A evolução das tecnologias de células únicas oferece uma nova perspetiva para investigar a regulação genética. Especificamente, o sequenciamento de RNA de célula única (scRNA-seq) ilumina as diferenças inerentes entre células individuais. Esta capacidade ajuda os investigadores a decifrar padrões de expressão génica únicos para vários tipos de células. Além disso, o advento do ATAC-seq de célula única permite a análise da acessibilidade da cromatina à resolução de uma única célula, expondo assim distinções regulatórias entre elas.
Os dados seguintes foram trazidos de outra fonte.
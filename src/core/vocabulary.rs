use std::path::Path;

use serde::Deserialize;
use thiserror::Error;

use super::template::{Template, TemplateError};

const BUILTIN_RON: &str = include_str!("../../data/scene_vocabulary.ron");

/// Slots a narrative template may reference.
pub const SLOTS: [&str; 9] = [
    "location",
    "weather",
    "atmosphere",
    "objects",
    "landscape",
    "time_of_day",
    "season",
    "sounds",
    "smells",
];

#[derive(Debug, Error)]
pub enum VocabularyError {
    #[error("template error: {0}")]
    Template(#[from] TemplateError),
    #[error("template references unknown slot '{0}'")]
    UnknownSlot(String),
    #[error("vocabulary axis '{0}' is empty")]
    EmptyAxis(&'static str),
    #[error("IO error: {0}")]
    Io(#[from] std::io::Error),
    #[error("RON deserialization error: {0}")]
    Ron(#[from] ron::error::SpannedError),
}

/// Word tables and prose skeletons for scene narratives.
#[derive(Debug, Clone, Default, PartialEq)]
pub struct SceneVocabulary {
    pub indoor: Vec<String>,
    pub outdoor: Vec<String>,
    pub weather: Vec<String>,
    pub atmosphere: Vec<String>,
    pub objects: Vec<String>,
    pub landscapes: Vec<String>,
    pub time_of_day: Vec<String>,
    pub season: Vec<String>,
    pub sounds: Vec<String>,
    pub smells: Vec<String>,
    pub templates: Vec<Template>,
    /// Filler paragraphs appended after the filled template.
    pub extensions: Vec<String>,
}

// Templates arrive as plain strings and are parsed after deserialization.
#[derive(Debug, Deserialize)]
struct RonVocabulary {
    #[serde(default)]
    indoor: Vec<String>,
    #[serde(default)]
    outdoor: Vec<String>,
    #[serde(default)]
    weather: Vec<String>,
    #[serde(default)]
    atmosphere: Vec<String>,
    #[serde(default)]
    objects: Vec<String>,
    #[serde(default)]
    landscapes: Vec<String>,
    #[serde(default)]
    time_of_day: Vec<String>,
    #[serde(default)]
    season: Vec<String>,
    #[serde(default)]
    sounds: Vec<String>,
    #[serde(default)]
    smells: Vec<String>,
    #[serde(default)]
    templates: Vec<String>,
    #[serde(default)]
    extensions: Vec<String>,
}

impl SceneVocabulary {
    /// The vocabulary shipped with the crate.
    pub fn builtin() -> Result<SceneVocabulary, VocabularyError> {
        Self::parse_ron(BUILTIN_RON)
    }

    /// Load a vocabulary from a RON file. Missing axes are left empty.
    pub fn load_from_ron(path: &Path) -> Result<SceneVocabulary, VocabularyError> {
        let contents = std::fs::read_to_string(path)?;
        Self::parse_ron(&contents)
    }

    /// Parse a vocabulary from a RON string. Missing axes are left empty.
    pub fn parse_ron(input: &str) -> Result<SceneVocabulary, VocabularyError> {
        let raw: RonVocabulary = ron::from_str(input)?;

        let mut templates = Vec::with_capacity(raw.templates.len());
        for text in &raw.templates {
            let template = Template::parse(text)?;
            if let Some(slot) = template.slots().find(|s| !SLOTS.contains(s)) {
                return Err(VocabularyError::UnknownSlot(slot.to_string()));
            }
            templates.push(template);
        }

        Ok(SceneVocabulary {
            indoor: raw.indoor,
            outdoor: raw.outdoor,
            weather: raw.weather,
            atmosphere: raw.atmosphere,
            objects: raw.objects,
            landscapes: raw.landscapes,
            time_of_day: raw.time_of_day,
            season: raw.season,
            sounds: raw.sounds,
            smells: raw.smells,
            templates,
            extensions: raw.extensions,
        })
    }

    /// Append the entries of `other` to each axis, skipping ones already present.
    pub fn merge(&mut self, other: SceneVocabulary) {
        fn extend<T: PartialEq>(into: &mut Vec<T>, from: Vec<T>) {
            for item in from {
                if !into.contains(&item) {
                    into.push(item);
                }
            }
        }
        extend(&mut self.indoor, other.indoor);
        extend(&mut self.outdoor, other.outdoor);
        extend(&mut self.weather, other.weather);
        extend(&mut self.atmosphere, other.atmosphere);
        extend(&mut self.objects, other.objects);
        extend(&mut self.landscapes, other.landscapes);
        extend(&mut self.time_of_day, other.time_of_day);
        extend(&mut self.season, other.season);
        extend(&mut self.sounds, other.sounds);
        extend(&mut self.smells, other.smells);
        extend(&mut self.templates, other.templates);
        extend(&mut self.extensions, other.extensions);
    }

    /// Every axis must have at least one entry before generation.
    pub fn validate(&self) -> Result<(), VocabularyError> {
        let axes: [(&'static str, usize); 12] = [
            ("indoor", self.indoor.len()),
            ("outdoor", self.outdoor.len()),
            ("weather", self.weather.len()),
            ("atmosphere", self.atmosphere.len()),
            ("objects", self.objects.len()),
            ("landscapes", self.landscapes.len()),
            ("time_of_day", self.time_of_day.len()),
            ("season", self.season.len()),
            ("sounds", self.sounds.len()),
            ("smells", self.smells.len()),
            ("templates", self.templates.len()),
            ("extensions", self.extensions.len()),
        ];
        match axes.iter().find(|(_, len)| *len == 0) {
            Some((name, _)) => Err(VocabularyError::EmptyAxis(name)),
            None => Ok(()),
        }
    }
}
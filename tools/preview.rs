/// Preview: interactive shell for inspecting generator output.
///
/// Usage: preview [--config <path>] [--vocabulary <path>] [--seed <n>]
///
/// Commands:
///   narrative                        one scene description
///   enhance                          one description, expanded by the model
///   bulk <n>                         a deduplicated library of n descriptions with stats
///   persona <name> <role> [trait]    persona prompt for an NPC
///   prop                             a random prop
///   puzzle                           a random puzzle script
///   clues <n>                        n scene clues against an empty knowledge base
///   talk <name> <role> <message>     one NPC reply
///   seed <n>                         set RNG seed
///   help                             list commands
///   quit                             exit
use puzzle_forge::core::clues::ClueGenerator;
use puzzle_forge::core::narrative::{enhance, NarrativeGenerator};
use puzzle_forge::core::persona::PersonaGenerator;
use puzzle_forge::core::props::{random_prop, random_puzzle};
use puzzle_forge::core::similarity::similarity;
use puzzle_forge::core::vocabulary::SceneVocabulary;
use puzzle_forge::schema::npc::Persona;
use puzzle_forge::{EngineConfig, ImageFacade, LanguageModel};
use rand::rngs::StdRng;
use rand::SeedableRng;
use std::io::{self, BufRead, Write};
use std::path::Path;

fn main() {
    let args: Vec<String> = std::env::args().collect();

    if args.iter().any(|a| a == "--help" || a == "-h") {
        print_usage();
        return;
    }

    let mut config_path = None;
    let mut vocabulary_path = None;
    let mut seed: u64 = 42;

    let mut i = 1;
    while i < args.len() {
        match args[i].as_str() {
            "--config" if i + 1 < args.len() => {
                i += 1;
                config_path = Some(args[i].clone());
            }
            "--vocabulary" if i + 1 < args.len() => {
                i += 1;
                vocabulary_path = Some(args[i].clone());
            }
            "--seed" if i + 1 < args.len() => {
                i += 1;
                seed = args[i].parse().unwrap_or(42);
            }
            _ => {
                eprintln!("Unknown argument: {}", args[i]);
                print_usage();
                std::process::exit(1);
            }
        }
        i += 1;
    }

    let runtime = match tokio::runtime::Builder::new_current_thread().enable_all().build() {
        Ok(rt) => rt,
        Err(e) => {
            eprintln!("Could not start runtime: {}", e);
            std::process::exit(1);
        }
    };

    let narrator = match build_narrator(vocabulary_path.as_deref()) {
        Ok(n) => n,
        Err(e) => {
            eprintln!("Vocabulary error: {}", e);
            std::process::exit(1);
        }
    };
    let (llm, images) = match build_facades(config_path.as_deref(), seed) {
        Ok(f) => f,
        Err(e) => {
            eprintln!("Config error: {}", e);
            std::process::exit(1);
        }
    };
    let personas = PersonaGenerator::new();

    println!(
        "Vocabulary: {} templates, {} extensions",
        narrator.vocabulary().templates.len(),
        narrator.vocabulary().extensions.len()
    );
    println!("Seed: {}", seed);
    println!("Type 'help' for commands.\n");

    let mut current_seed = seed;
    let mut rng = StdRng::seed_from_u64(current_seed);

    let stdin = io::stdin();
    let mut stdout = io::stdout();

    loop {
        print!("preview> ");
        stdout.flush().ok();

        let mut line = String::new();
        if stdin.lock().read_line(&mut line).is_err() || line.is_empty() {
            break;
        }
        let line = line.trim();
        if line.is_empty() {
            continue;
        }

        let parts: Vec<&str> = line.split_whitespace().collect();
        let cmd = parts[0].to_lowercase();

        match cmd.as_str() {
            "quit" | "exit" | "q" => {
                println!("Goodbye.");
                break;
            }
            "help" | "h" | "?" => {
                print_help();
            }
            "narrative" => {
                let text = narrator.generate(&mut rng);
                print_block(&format!("Narrative ({} chars)", text.chars().count()), &text);
            }
            "enhance" => {
                let local = narrator.generate(&mut rng);
                let text = runtime.block_on(enhance(&llm, &local));
                let label = if text == local { "Narrative (local)" } else { "Narrative (enhanced)" };
                print_block(label, &text);
            }
            "bulk" => {
                if parts.len() < 2 {
                    println!("Usage: bulk <n>");
                    continue;
                }
                let count: usize = match parts[1].parse() {
                    Ok(n) => n,
                    Err(_) => {
                        println!("Invalid count: {}", parts[1]);
                        continue;
                    }
                };
                let library = narrator.generate_library(count, &mut rng);
                print_library_stats(&library, count);
            }
            "persona" => {
                if parts.len() < 3 {
                    println!("Usage: persona <name> <role> [personality]");
                    continue;
                }
                let personality = parts.get(3).copied().unwrap_or("中立");
                let persona = Persona::new(parts[1], parts[2], personality, "标准");
                let text = runtime.block_on(personas.generate(&llm, &persona, &mut rng));
                print_block("Persona", &text);
            }
            "prop" => {
                let prop = random_prop(&mut rng, images.placeholder_base());
                println!("[{}] {}", prop.category, prop.name);
                println!("  {}", prop.description);
                println!("  知识: {}", prop.knowledge);
                println!("  图片: {}\n", prop.image_url);
            }
            "puzzle" => {
                let puzzle = random_puzzle(&mut rng);
                println!("{}", puzzle.title);
                println!("  {}", puzzle.description);
                println!("  线索: {}", puzzle.clue);
                println!("  答案: {}", puzzle.solution);
                println!("  知识: {}\n", puzzle.knowledge);
            }
            "clues" => {
                let count: usize = match parts.get(1).map(|p| p.parse()) {
                    Some(Ok(n)) => n,
                    Some(Err(_)) => {
                        println!("Invalid count: {}", parts[1]);
                        continue;
                    }
                    None => 3,
                };
                let generator = ClueGenerator::new(&llm, &images);
                let clues = runtime.block_on(generator.generate(count, &[], &mut rng));
                for clue in &clues {
                    println!(
                        "{} {} @ ({:.1}, {:.1})",
                        clue.id, clue.name, clue.position.x, clue.position.y
                    );
                    println!("  {}", clue.knowledge);
                }
                println!();
            }
            "talk" => {
                if parts.len() < 4 {
                    println!("Usage: talk <name> <role> <message>");
                    continue;
                }
                let persona = Persona::new(parts[1], parts[2], "中立", "标准");
                let message = parts[3..].join(" ");
                let reply = runtime.block_on(llm.converse(&persona, &message, None));
                println!("{}: {}\n", persona.name, reply);
            }
            "seed" => {
                if parts.len() < 2 {
                    println!("Current seed: {}", current_seed);
                    continue;
                }
                match parts[1].parse::<u64>() {
                    Ok(s) => {
                        current_seed = s;
                        rng = StdRng::seed_from_u64(current_seed);
                        println!("Seed set to {}", current_seed);
                    }
                    Err(_) => {
                        println!("Invalid seed: {}", parts[1]);
                    }
                }
            }
            _ => {
                println!("Unknown command: '{}'. Type 'help' for available commands.", cmd);
            }
        }
    }
}

fn build_narrator(vocabulary_path: Option<&str>) -> Result<NarrativeGenerator, String> {
    let mut vocabulary = SceneVocabulary::builtin().map_err(|e| e.to_string())?;
    if let Some(path) = vocabulary_path {
        let extra = SceneVocabulary::load_from_ron(Path::new(path)).map_err(|e| e.to_string())?;
        vocabulary.merge(extra);
    }
    NarrativeGenerator::new(vocabulary).map_err(|e| e.to_string())
}

fn build_facades(config_path: Option<&str>, seed: u64) -> Result<(LanguageModel, ImageFacade), String> {
    match config_path {
        Some(path) => {
            let config = EngineConfig::load_from_ron(Path::new(path)).map_err(|e| e.to_string())?;
            let llm = LanguageModel::from_config(&config, seed).map_err(|e| e.to_string())?;
            let images = ImageFacade::from_config(&config).map_err(|e| e.to_string())?;
            Ok((llm, images))
        }
        None => {
            let config = EngineConfig::default();
            Ok((
                LanguageModel::offline(seed),
                ImageFacade::offline(config.placeholder_base),
            ))
        }
    }
}

fn print_block(label: &str, text: &str) {
    println!("\n--- {} ---", label);
    println!("{}", text);
    println!("--- End ---\n");
}

fn print_library_stats(library: &[String], requested: usize) {
    println!("\n=== Library: {} / {} descriptions ===\n", library.len(), requested);

    let avg_len: f64 = if library.is_empty() {
        0.0
    } else {
        library.iter().map(|d| d.chars().count() as f64).sum::<f64>() / library.len() as f64
    };
    println!("Average length: {:.0} chars", avg_len);

    let mut max_similarity: f64 = 0.0;
    for (i, a) in library.iter().enumerate() {
        for b in &library[i + 1..] {
            max_similarity = max_similarity.max(similarity(a, b));
        }
    }
    println!("Closest pair similarity: {:.3}", max_similarity);

    if let Some(first) = library.first() {
        println!("\nSample description:");
        println!("  {}", first);
    }
    println!();
}

fn print_usage() {
    println!("Preview: interactive shell for inspecting generator output.");
    println!();
    println!("Usage: preview [--config <path>] [--vocabulary <path>] [--seed <n>]");
    println!();
    println!("  --config <path>      Engine config (RON); without it every backend is offline");
    println!("  --vocabulary <path>  Extra scene vocabulary (RON), merged over the built-in one");
    println!("  --seed <n>           RNG seed (default: 42)");
}

fn print_help() {
    println!("Commands:");
    println!("  narrative                      One scene description");
    println!("  enhance                        One description, expanded by the model");
    println!("  bulk <n>                       Deduplicated library of n descriptions with stats");
    println!("  persona <name> <role> [trait]  Persona prompt for an NPC");
    println!("  prop                           A random prop");
    println!("  puzzle                         A random puzzle script");
    println!("  clues [n]                      n scene clues (default 3)");
    println!("  talk <name> <role> <message>   One NPC reply");
    println!("  seed [n]                       Show or set RNG seed");
    println!("  help                           Show this help");
    println!("  quit                           Exit");
}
Além disso, abordagens de célula única podem ser integradas com a tecnologia de triagem CRISPR para explorar mudanças dinâmicas dentro das redes regulatórias gênicas. Por exemplo, a tecnologia Perturb-ATAC permite identificar como fatores de transcrição, RNAs longos não codificantes e reguladores de cromatina governam a acessibilidade do genoma. Isso é alcançado ao detectar simultaneamente RNAs guia CRISPR juntamente com a análise de grupos epigenéticos, proporcionando uma compreensão mais profunda dessas interações complexas.

Conclusão

Com o desenvolvimento contínuo do sequenciamento de alto débito, tecnologia de célula única, CRISPR/Cas9 e outras tecnologias, as fronteiras da investigação sobre regulação genética estão constantemente a expandir-se. Estas tecnologias não só nos ajudam a compreender mais profundamente o mecanismo da regulação genética, mas também fornecem novas perspetivas para os mecanismos de doenças e estratégias de tratamento.

Referências:

1. Love, M. I., Anders, S., Kim, V., & Huber, W. (2015). Fluxo de trabalho RNA-Seq: análise exploratória a nível de gene e expressão diferencial. F1000Research, 4, 1070. Desculpe, não posso acessar links externos. Se precisar de ajuda com um texto específico, por favor, forneça-o e eu farei a tradução.
2. Mohana, G., et al. (2023). Organização em nível de cromossoma do genoma regulatório no sistema nervoso da Drosophila. Célula, 186(18), 3826–3844.e26. Desculpe, não posso acessar links ou conteúdos externos. Se precisar de ajuda com um texto específico, por favor, forneça o conteúdo que deseja traduzir.
3. Xiong, X., Chen, M., Lim, W. A., Zhao, D., & Qi, L. S. (2016). CRISPR/Cas9 para Engenharia do Genoma Humano e Pesquisa de Doenças. Revisão Anual de Genómica e Genética Humana, 17, 131–154. Desculpe, não posso acessar ou traduzir conteúdo de links externos. Se você puder fornecer o texto que deseja traduzir, ficarei feliz em ajudar!